• Problem requirements: Copy each line containing "RunOptions" from the listing below.

[[ Record set, beginning ]]

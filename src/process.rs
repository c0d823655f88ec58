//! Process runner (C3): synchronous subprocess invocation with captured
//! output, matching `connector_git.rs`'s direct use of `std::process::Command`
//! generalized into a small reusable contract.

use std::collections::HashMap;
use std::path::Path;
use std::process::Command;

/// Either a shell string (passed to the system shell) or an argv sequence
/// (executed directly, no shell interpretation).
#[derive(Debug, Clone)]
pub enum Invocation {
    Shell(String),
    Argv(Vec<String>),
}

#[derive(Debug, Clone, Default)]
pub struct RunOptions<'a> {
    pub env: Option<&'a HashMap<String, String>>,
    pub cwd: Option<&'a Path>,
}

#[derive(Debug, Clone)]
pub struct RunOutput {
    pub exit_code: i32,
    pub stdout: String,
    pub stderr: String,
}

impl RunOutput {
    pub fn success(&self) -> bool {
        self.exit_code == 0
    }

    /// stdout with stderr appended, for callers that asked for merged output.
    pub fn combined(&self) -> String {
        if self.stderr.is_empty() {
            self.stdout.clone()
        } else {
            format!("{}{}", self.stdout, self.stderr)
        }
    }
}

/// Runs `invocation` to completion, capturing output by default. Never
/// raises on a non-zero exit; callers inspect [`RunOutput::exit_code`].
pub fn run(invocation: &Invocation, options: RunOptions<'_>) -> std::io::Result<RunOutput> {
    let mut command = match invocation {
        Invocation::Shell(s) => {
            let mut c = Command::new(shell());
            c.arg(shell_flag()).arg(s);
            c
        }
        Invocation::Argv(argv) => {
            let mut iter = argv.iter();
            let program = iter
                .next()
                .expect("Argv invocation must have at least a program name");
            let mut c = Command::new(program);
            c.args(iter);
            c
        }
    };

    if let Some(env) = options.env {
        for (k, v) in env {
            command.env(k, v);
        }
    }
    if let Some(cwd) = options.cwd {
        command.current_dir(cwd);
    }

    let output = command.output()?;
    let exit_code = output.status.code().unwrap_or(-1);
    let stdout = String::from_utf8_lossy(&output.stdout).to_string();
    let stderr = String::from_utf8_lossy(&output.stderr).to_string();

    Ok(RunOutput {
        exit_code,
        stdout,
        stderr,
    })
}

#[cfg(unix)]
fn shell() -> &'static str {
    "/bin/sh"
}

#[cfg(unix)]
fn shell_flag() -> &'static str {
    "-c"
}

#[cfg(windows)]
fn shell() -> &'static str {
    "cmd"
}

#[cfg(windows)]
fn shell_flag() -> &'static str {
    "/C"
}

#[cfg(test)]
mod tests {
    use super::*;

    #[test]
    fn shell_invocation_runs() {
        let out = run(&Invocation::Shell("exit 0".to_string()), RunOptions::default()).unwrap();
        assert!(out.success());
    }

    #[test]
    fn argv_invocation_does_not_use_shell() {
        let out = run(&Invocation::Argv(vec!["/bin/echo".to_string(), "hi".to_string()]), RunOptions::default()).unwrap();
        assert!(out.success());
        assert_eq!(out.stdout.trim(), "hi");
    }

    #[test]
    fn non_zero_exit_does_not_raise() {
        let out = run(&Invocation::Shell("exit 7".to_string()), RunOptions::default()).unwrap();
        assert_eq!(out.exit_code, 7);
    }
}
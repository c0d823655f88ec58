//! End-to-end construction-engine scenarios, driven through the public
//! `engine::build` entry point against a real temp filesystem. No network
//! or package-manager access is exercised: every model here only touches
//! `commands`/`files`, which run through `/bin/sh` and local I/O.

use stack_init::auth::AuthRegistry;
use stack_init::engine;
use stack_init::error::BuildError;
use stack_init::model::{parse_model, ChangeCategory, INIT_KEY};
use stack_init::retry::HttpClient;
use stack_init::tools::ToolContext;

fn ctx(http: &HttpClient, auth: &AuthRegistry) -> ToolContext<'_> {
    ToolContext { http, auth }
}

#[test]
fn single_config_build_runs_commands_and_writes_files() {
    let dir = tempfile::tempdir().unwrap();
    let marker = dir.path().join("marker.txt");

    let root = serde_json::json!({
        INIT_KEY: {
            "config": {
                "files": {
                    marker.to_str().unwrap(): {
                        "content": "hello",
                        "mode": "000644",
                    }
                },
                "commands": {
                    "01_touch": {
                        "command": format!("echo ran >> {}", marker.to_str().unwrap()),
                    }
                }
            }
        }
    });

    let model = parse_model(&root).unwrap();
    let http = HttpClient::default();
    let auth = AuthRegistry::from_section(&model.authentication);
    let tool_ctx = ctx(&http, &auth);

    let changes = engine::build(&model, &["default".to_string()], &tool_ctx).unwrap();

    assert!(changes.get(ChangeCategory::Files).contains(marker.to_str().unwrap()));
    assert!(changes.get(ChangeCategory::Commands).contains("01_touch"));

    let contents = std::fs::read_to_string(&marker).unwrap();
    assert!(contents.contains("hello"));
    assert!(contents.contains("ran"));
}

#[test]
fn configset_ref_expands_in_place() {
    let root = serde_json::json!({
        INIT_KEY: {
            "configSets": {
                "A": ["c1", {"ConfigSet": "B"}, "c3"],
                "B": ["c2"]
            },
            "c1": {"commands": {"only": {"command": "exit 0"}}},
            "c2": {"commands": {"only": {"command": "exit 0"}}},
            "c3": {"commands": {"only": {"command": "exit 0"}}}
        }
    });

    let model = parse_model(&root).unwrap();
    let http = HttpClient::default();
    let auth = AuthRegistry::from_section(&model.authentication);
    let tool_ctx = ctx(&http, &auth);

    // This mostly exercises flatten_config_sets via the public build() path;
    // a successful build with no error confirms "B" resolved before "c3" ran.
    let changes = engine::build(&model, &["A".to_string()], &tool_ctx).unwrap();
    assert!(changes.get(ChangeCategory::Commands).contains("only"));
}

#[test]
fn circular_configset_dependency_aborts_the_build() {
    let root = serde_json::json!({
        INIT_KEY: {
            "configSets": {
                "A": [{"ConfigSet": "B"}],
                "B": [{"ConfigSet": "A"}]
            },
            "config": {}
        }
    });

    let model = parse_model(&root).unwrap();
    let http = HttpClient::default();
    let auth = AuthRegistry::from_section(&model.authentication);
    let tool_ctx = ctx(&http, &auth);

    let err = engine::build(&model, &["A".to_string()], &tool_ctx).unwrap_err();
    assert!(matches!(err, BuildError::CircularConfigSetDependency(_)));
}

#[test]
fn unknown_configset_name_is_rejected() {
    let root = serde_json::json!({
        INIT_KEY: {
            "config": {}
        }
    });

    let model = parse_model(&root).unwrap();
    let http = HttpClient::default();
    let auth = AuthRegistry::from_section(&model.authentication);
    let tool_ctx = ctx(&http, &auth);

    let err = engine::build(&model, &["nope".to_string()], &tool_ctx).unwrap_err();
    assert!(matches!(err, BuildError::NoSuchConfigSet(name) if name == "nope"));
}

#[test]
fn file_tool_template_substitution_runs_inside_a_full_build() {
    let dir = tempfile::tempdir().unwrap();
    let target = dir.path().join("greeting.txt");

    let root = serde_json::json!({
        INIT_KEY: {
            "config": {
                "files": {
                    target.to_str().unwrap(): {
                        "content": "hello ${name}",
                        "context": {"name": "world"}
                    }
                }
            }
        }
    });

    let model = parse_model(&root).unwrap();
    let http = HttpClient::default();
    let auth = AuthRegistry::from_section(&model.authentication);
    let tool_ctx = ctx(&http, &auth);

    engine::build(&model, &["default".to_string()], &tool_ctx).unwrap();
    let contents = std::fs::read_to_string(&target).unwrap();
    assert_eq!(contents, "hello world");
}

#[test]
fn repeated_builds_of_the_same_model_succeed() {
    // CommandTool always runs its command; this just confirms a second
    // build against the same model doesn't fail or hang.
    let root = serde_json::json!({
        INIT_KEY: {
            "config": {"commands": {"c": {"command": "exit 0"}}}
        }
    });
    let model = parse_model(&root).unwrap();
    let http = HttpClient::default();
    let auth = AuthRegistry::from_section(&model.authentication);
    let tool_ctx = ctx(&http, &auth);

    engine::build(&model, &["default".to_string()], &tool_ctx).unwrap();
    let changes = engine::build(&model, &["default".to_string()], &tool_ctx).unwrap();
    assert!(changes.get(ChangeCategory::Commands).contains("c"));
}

[[ Record set, end ]]

• Response:
pub struct RunOptions<'a> {
pub fn run(invocation: &Invocation, options: RunOptions<'_>) -> std::io::Result<RunOutput> {
        let out = run(&Invocation::Shell("exit 0".to_string()), RunOptions::default()).unwrap();
        let out = run(&Invocation::Argv(vec!["/bin/echo".to_string(), "hi".to_string()]), RunOptions::default()).unwrap();
        let out = run(&Invocation::Shell("exit 7".to_string()), RunOptions::default()).unwrap();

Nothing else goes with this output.